**YOUR TASK**
Go through the data below and report how many lines contain "Dimensions"; the reply holds only that number.

RECORDED DATA START

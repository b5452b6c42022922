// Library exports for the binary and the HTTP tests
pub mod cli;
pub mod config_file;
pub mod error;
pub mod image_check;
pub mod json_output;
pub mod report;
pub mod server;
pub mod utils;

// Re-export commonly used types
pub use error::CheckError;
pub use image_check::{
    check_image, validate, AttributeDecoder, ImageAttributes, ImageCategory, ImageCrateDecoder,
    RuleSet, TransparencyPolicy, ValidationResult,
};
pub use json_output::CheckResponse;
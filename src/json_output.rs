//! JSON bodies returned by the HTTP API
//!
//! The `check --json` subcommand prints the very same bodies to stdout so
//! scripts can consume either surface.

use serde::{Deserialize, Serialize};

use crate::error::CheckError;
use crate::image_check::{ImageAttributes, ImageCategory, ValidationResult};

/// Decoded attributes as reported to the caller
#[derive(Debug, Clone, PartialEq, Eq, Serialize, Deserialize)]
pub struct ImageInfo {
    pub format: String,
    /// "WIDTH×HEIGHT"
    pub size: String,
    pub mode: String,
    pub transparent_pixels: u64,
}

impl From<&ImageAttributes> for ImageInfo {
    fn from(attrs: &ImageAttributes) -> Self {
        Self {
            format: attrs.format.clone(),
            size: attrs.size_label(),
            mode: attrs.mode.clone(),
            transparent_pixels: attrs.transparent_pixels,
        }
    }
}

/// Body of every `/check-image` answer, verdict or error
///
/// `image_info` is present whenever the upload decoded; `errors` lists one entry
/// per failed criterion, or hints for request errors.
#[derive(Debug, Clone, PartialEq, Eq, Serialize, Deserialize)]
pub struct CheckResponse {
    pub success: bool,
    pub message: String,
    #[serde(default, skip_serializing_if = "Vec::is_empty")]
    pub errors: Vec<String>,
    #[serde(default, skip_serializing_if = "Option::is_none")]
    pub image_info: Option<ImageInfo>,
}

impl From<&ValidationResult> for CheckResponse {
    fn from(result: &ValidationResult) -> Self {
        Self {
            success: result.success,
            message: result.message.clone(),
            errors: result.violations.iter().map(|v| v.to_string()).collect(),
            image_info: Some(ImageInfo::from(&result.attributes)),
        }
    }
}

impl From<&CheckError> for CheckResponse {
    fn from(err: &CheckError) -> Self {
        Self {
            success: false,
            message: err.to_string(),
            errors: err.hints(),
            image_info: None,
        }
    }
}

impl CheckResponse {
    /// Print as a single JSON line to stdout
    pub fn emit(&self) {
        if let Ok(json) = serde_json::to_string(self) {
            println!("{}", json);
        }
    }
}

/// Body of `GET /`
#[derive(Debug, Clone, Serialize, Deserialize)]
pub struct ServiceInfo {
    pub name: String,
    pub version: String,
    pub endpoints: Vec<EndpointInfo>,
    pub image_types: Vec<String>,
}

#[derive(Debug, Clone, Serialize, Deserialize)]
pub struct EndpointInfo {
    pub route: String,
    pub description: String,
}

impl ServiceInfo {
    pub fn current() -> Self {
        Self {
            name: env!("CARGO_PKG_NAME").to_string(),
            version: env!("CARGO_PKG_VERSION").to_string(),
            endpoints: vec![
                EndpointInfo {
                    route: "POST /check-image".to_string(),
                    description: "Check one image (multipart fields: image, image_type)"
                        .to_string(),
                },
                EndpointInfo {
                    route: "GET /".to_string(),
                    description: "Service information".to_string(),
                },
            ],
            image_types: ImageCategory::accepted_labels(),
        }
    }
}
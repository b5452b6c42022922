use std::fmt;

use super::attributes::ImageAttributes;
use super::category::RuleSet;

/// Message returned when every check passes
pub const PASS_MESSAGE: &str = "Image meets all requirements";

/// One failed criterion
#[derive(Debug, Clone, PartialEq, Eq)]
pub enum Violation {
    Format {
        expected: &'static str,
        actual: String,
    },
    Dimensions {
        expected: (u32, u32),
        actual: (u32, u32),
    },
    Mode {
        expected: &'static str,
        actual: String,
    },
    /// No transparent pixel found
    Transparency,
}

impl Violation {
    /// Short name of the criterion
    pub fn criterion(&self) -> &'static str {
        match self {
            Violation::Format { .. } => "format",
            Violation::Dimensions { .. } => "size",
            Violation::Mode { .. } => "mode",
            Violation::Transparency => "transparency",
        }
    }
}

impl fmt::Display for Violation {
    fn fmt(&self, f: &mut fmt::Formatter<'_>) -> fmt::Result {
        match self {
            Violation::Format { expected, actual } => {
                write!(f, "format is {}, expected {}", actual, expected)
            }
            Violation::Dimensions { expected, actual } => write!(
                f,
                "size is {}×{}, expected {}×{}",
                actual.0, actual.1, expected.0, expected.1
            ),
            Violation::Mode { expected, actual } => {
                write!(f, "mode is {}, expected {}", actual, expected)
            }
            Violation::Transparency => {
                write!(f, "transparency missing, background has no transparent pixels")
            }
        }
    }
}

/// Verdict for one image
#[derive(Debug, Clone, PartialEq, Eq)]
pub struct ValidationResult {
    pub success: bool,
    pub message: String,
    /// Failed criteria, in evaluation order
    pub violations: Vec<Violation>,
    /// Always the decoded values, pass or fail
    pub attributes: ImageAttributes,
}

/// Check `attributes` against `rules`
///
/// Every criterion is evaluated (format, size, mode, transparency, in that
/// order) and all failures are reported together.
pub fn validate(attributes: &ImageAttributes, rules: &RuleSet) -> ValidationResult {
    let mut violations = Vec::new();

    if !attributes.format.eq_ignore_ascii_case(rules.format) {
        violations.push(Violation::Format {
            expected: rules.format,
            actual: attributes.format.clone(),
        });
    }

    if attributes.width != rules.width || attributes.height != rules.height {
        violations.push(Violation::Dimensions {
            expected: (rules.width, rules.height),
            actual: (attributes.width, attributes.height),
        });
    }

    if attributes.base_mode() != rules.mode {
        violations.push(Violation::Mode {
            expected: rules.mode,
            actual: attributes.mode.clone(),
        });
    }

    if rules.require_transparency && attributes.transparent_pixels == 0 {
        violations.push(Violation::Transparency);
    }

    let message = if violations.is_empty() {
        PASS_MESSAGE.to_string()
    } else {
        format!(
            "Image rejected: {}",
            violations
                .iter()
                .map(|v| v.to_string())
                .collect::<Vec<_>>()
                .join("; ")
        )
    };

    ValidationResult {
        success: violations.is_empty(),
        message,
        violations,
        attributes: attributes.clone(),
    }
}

RECORDED DATA END

**ANSWER TO THIS PROBLEM**
4